As shown in FIG. 8(a−1), the first camera optical axis L1a is set at an angle and position for image-capturing a portion of the inner peripheral surface including the inner end Ka in the radial direction R of the O-ring K. Further, as shown in FIG. 8(a−1), the first illumination light E1 that is specularly reflected at a portion of the inner peripheral surface including the inner end Ka enters the first line sensor camera 20A along the first camera optical axis L1a. Therefore, of the O-ring K, the portion of the inner peripheral surface including the inner end Ka can be regarded as the first inspection target portion S1 that reflects the light of the first illumination light E1 toward the first line sensor camera 20A along the first camera optical axis L1a.

The O-ring appearance inspection apparatus 1 image-captures the O-ring K with the first line sensor camera 20A by rotating the head unit 14 while irradiating the first inspection target portion S1 with the first illumination light E1 so as to include the entire circumference of the first inspection target portion S1 in the circumferential direction. Further, as shown in FIG. 8(a−2), the O-ring appearance inspection apparatus 1 obtains, as an image-capturing result, a first image G1 including an image of the entire circumference of the first inspection target portion S1 (a first illuminated image portion G1a) in the circumferential direction, to which light having a high degree of parallelism is emitted by the image-capturing of the first line sensor camera 20A.

As shown in FIG. 8(b−1), the second camera optical axis L1b is set at an angle and position for image-capturing a portion near the inner peripheral surface including the top Kc in the radial direction R of the O-ring K. Further, as shown in FIG. 8(b−1), the first illumination light E1 that is specularly reflected at a portion near the inner peripheral surface including the top Kc enters the second line sensor camera 20B along the second camera optical axis L1b. Therefore, of the O-ring K, the portion near the inner peripheral surface including the top Kc can be regarded as the second inspection target portion S2 that reflects the light of the first illumination light E1 toward the second line sensor camera 20B along the second camera optical axis L1b.

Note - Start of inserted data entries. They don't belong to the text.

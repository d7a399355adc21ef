//! State cell and its render-visible snapshot
//!
//! The [`StateCell`] holds the authoritative state outside the host's render
//! cycle so that middleware can read the value written a moment ago within
//! the same call stack. Every write is mirrored into a [`Snapshot`] and
//! announced to the host through a [`RenderSignal`].

use std::cell::{Cell, RefCell};

use crate::action::Action;
use crate::error::DispatchError;
use crate::store::Reducer;

/// Host hook that schedules a re-render after the state changed.
///
/// Implemented for `()` (no host, nothing to schedule) and for any `Fn()`.
pub trait RenderSignal {
    /// Ask the host to render again. Called once per applied action.
    fn request_render(&self);
}

impl RenderSignal for () {
    fn request_render(&self) {}
}

impl<F: Fn()> RenderSignal for F {
    fn request_render(&self) {
        self()
    }
}

/// The value the host observes between renders.
#[derive(Debug)]
pub struct Snapshot<S> {
    value: RefCell<S>,
    version: Cell<u64>,
}

impl<S: Clone> Snapshot<S> {
    fn new(value: S) -> Self {
        Self {
            value: RefCell::new(value),
            version: Cell::new(0),
        }
    }

    /// Last published state
    pub fn get(&self) -> S {
        self.value.borrow().clone()
    }

    /// Number of publishes since construction
    pub fn version(&self) -> u64 {
        self.version.get()
    }

    fn publish(&self, value: S) -> u64 {
        *self.value.borrow_mut() = value;
        let version = self.version.get() + 1;
        self.version.set(version);
        version
    }
}

/// Authoritative state, mutated only by the base updater.
pub struct StateCell<S> {
    current: RefCell<S>,
    snapshot: Snapshot<S>,
    signal: Box<dyn RenderSignal>,
}

impl<S> std::fmt::Debug for StateCell<S>
where
    S: std::fmt::Debug,
{
    fn fmt(&self, f: &mut std::fmt::Formatter<'_>) -> std::fmt::Result {
        f.debug_struct("StateCell")
            .field("current", &self.current)
            .field("snapshot", &self.snapshot)
            .finish_non_exhaustive()
    }
}

impl<S: Clone> StateCell<S> {
    /// Seed both the cell and the snapshot with `initial`.
    pub fn new(initial: S, signal: Box<dyn RenderSignal>) -> Self {
        Self {
            snapshot: Snapshot::new(initial.clone()),
            current: RefCell::new(initial),
            signal,
        }
    }

    /// Current value, even if the host has not re-rendered yet.
    pub fn get(&self) -> S {
        self.current.borrow().clone()
    }

    /// Borrow the current value without cloning it.
    ///
    /// Dispatching from inside `f` fails with [`DispatchError::StateBorrowed`].
    pub fn with<R>(&self, f: impl FnOnce(&S) -> R) -> R {
        f(&self.current.borrow())
    }

    /// The render-visible mirror of the current value.
    pub fn snapshot(&self) -> &Snapshot<S> {
        &self.snapshot
    }

    /// Run `reducer` over the current value and commit the result.
    ///
    /// The cell keeps its previous value if the reducer panics, because the
    /// write happens only after the reducer returned. Returns the snapshot
    /// version published by this write.
    pub(crate) fn apply<A: Action>(
        &self,
        reducer: &Reducer<S, A>,
        action: &A,
    ) -> Result<u64, DispatchError> {
        let borrowed = || DispatchError::StateBorrowed {
            action: action.name(),
        };

        // A live borrow here means we were called from inside the reducer
        // or from a `with` closure further up the stack.
        if self.current.try_borrow_mut().is_err() {
            tracing::warn!(action = %action.name(), "dispatch while state is borrowed");
            return Err(borrowed());
        }

        let next = reducer.reduce(&self.current.borrow(), action);

        let published = {
            let mut current = self.current.try_borrow_mut().map_err(|_| borrowed())?;
            *current = next;
            current.clone()
        };
        let version = self.snapshot.publish(published);
        self.signal.request_render();
        Ok(version)
    }
}
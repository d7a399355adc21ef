//! Reducer-driven state with a middleware pipeline
//!
//! [`Reducest`] is the per-instance store a host component keeps across
//! renders. It owns the [`StateCell`], rebuilds the base updater when the
//! reducer changes, and recomposes the middleware chain only when its inputs
//! change identity.

use std::fmt;
use std::rc::Rc;

use crate::action::Action;
use crate::cell::{RenderSignal, Snapshot, StateCell};
use crate::compose::DispatchCache;
use crate::config::TraceConfig;
use crate::dispatch::Dispatch;
use crate::middleware::MiddlewareRef;

/// A pure transition function `(state, action) -> new state`.
///
/// Identity is the wrapped allocation: clones of one `Reducer` are the same
/// reducer, two `Reducer::new` calls are different reducers even for the
/// same closure body. Keep one instance alive across renders to avoid
/// rebuilding the chain.
pub struct Reducer<S, A> {
    inner: Rc<dyn Fn(&S, &A) -> S>,
}

impl<S, A> Clone for Reducer<S, A> {
    fn clone(&self) -> Self {
        Self {
            inner: Rc::clone(&self.inner),
        }
    }
}

impl<S, A> fmt::Debug for Reducer<S, A> {
    fn fmt(&self, f: &mut fmt::Formatter<'_>) -> fmt::Result {
        f.debug_tuple("Reducer")
            .field(&Rc::as_ptr(&self.inner).cast::<()>())
            .finish()
    }
}

impl<S, A> Reducer<S, A> {
    pub fn new(f: impl Fn(&S, &A) -> S + 'static) -> Self {
        Self { inner: Rc::new(f) }
    }

    /// Compute the next state. Never touches any store.
    pub fn reduce(&self, state: &S, action: &A) -> S {
        (self.inner)(state, action)
    }

    /// Whether both handles wrap the same function instance.
    pub fn ptr_eq(a: &Self, b: &Self) -> bool {
        std::ptr::addr_eq(Rc::as_ptr(&a.inner), Rc::as_ptr(&b.inner))
    }
}

/// Innermost link: applies `reducer` to `cell` and hands the action back.
pub(crate) fn base_updater<S, A>(
    cell: &Rc<StateCell<S>>,
    reducer: &Reducer<S, A>,
    trace: Rc<TraceConfig>,
) -> Dispatch<A>
where
    S: Clone + 'static,
    A: Action,
{
    let cell = Rc::clone(cell);
    let reducer = reducer.clone();
    Dispatch::new(move |action: A| {
        let version = cell.apply(&reducer, &action)?;
        if trace.should_trace(action.name()) {
            tracing::debug!(action = %action.name(), version, "action applied");
        }
        Ok(Some(action))
    })
}

/// Builder for [`Reducest`] when the defaults are not enough.
///
/// ```
/// use reducest_core::{Reducer, Reducest, ReducestBuilder, TraceConfig};
///
/// let reducer = Reducer::new(|state: &Vec<String>, action: &String| {
///     let mut next = state.clone();
///     next.push(action.clone());
///     next
/// });
/// let mut store: Reducest<Vec<String>, String> = ReducestBuilder::with_initializer(3, |n| {
///     (0..n).map(|i| i.to_string()).collect()
/// })
/// .trace_config(TraceConfig::trace_all())
/// .build();
///
/// let (state, _) = store.render(&reducer, &[]);
/// assert_eq!(state, vec!["0", "1", "2"]);
/// ```
pub struct ReducestBuilder<S> {
    initial: S,
    signal: Box<dyn RenderSignal>,
    trace: TraceConfig,
}

impl<S> fmt::Debug for ReducestBuilder<S> {
    fn fmt(&self, f: &mut fmt::Formatter<'_>) -> fmt::Result {
        f.debug_struct("ReducestBuilder")
            .field("trace", &self.trace)
            .finish_non_exhaustive()
    }
}

impl<S: Clone + 'static> ReducestBuilder<S> {
    /// Start configuring a store seeded with `initial`.
    pub fn new(initial: S) -> Self {
        Self {
            initial,
            signal: Box::new(()),
            trace: TraceConfig::default(),
        }
    }

    /// Start configuring a store seeded with `initializer(arg)`.
    ///
    /// `initializer` runs here, once, and is never kept.
    pub fn with_initializer<I>(arg: I, initializer: impl FnOnce(I) -> S) -> Self {
        Self::new(initializer(arg))
    }

    /// Signal fired after every state write. Defaults to a no-op.
    pub fn render_signal(mut self, signal: impl RenderSignal + 'static) -> Self {
        self.signal = Box::new(signal);
        self
    }

    /// Which actions the base updater traces. Defaults to [`TraceConfig::default`].
    pub fn trace_config(mut self, trace: TraceConfig) -> Self {
        self.trace = trace;
        self
    }

    pub fn build<A: Action>(self) -> Reducest<S, A> {
        Reducest {
            cell: Rc::new(StateCell::new(self.initial, self.signal)),
            trace: Rc::new(self.trace),
            base: None,
            cache: DispatchCache::new(),
        }
    }
}

/// Reducer store with a composable middleware chain.
///
/// The host keeps one `Reducest` per component instance and calls
/// [`render`](Self::render) on every render pass with the reducer and
/// middleware it currently wants. The state is initialized exactly once, in
/// the constructor.
///
/// # Type Parameters
/// * `S` - The state type
/// * `A` - The action type (must implement `Action`)
///
/// # Example
/// ```
/// use reducest_core::{Reducer, Reducest};
///
/// let reducer = Reducer::new(|state: &i32, action: &i32| state + action);
/// let mut store: Reducest<i32, i32> = Reducest::new(0);
///
/// let (state, dispatch) = store.render(&reducer, &[]);
/// assert_eq!(state, 0);
///
/// dispatch.call(5).unwrap();
/// dispatch.call(3).unwrap();
///
/// let (state, _) = store.render(&reducer, &[]);
/// assert_eq!(state, 8);
/// ```
pub struct Reducest<S, A: Action> {
    cell: Rc<StateCell<S>>,
    trace: Rc<TraceConfig>,
    base: Option<(Reducer<S, A>, Dispatch<A>)>,
    cache: DispatchCache<S, A>,
}

impl<S: fmt::Debug, A: Action> fmt::Debug for Reducest<S, A> {
    fn fmt(&self, f: &mut fmt::Formatter<'_>) -> fmt::Result {
        f.debug_struct("Reducest")
            .field("cell", &self.cell)
            .field("cache", &self.cache)
            .finish_non_exhaustive()
    }
}

impl<S: Clone + 'static, A: Action> Reducest<S, A> {
    /// Store whose initial state is `initial` itself.
    pub fn new(initial: S) -> Self {
        ReducestBuilder::new(initial).build()
    }

    /// Store whose initial state is `initializer(arg)`.
    ///
    /// `initializer` runs here, once, and is never kept.
    pub fn with_initializer<I>(arg: I, initializer: impl FnOnce(I) -> S) -> Self {
        ReducestBuilder::with_initializer(arg, initializer).build()
    }

    /// Render pass: current state plus the composed dispatch.
    ///
    /// The returned dispatch is the same handle as last time unless
    /// `reducer` or any entry of `middlewares` is a different instance, or
    /// the list length changed.
    pub fn render(
        &mut self,
        reducer: &Reducer<S, A>,
        middlewares: &[MiddlewareRef<S, A>],
    ) -> (S, Dispatch<A>) {
        let base = self.base_updater(reducer);
        let dispatch = self.cache.get_or_compose(&self.cell, &base, middlewares);
        (self.cell.get(), dispatch)
    }

    fn base_updater(&mut self, reducer: &Reducer<S, A>) -> Dispatch<A> {
        if let Some((cached, base)) = &self.base {
            if Reducer::ptr_eq(cached, reducer) {
                return base.clone();
            }
        }

        let base = base_updater(&self.cell, reducer, Rc::clone(&self.trace));
        self.base = Some((reducer.clone(), base.clone()));
        base
    }

    /// Current state, including writes the host has not rendered yet.
    pub fn state(&self) -> S {
        self.cell.get()
    }

    /// The render-visible snapshot
    pub fn snapshot(&self) -> &Snapshot<S> {
        self.cell.snapshot()
    }

    /// How many times the middleware chain has been composed
    pub fn compositions(&self) -> u64 {
        self.cache.compositions()
    }
}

The O-ring appearance inspection apparatus 1 image-captures the O-ring K with the second line sensor camera 20B by rotating the head unit 14 while irradiating the second inspection target portion S2 with the first illumination light E1 so as to include the entire circumference of the second inspection target portion S2 in the circumferential direction. Further, as shown in FIG. 8(b−2), the O-ring appearance inspection apparatus 1 obtains, as an image-capturing result, a second image G2 including an image of the entire circumference of the second inspection target portion S2 (a second illuminated image portion G2a) in the circumferential direction, to which light having a high degree of parallelism is emitted by the image-capturing of the second line sensor camera 20B.

As shown in FIG. 8(c−1), the third camera optical axis L1c is set at an angle and position for image-capturing a portion near the outer peripheral surface including the top Kc in the radial direction R of the O-ring K. Further, as shown in FIG. 8(c−1), the first illumination light E1 that is specularly reflected at a portion near the outer peripheral surface including the top Kc enters the third line sensor camera 20C along the third camera optical axis L1c. Therefore, of the O-ring K, the portion near the outer peripheral surface including the top Kc can be regarded as the third inspection target portion S3 that reflects the light of the first illumination light E1 toward the third line sensor camera 20C along the third camera optical axis L1c.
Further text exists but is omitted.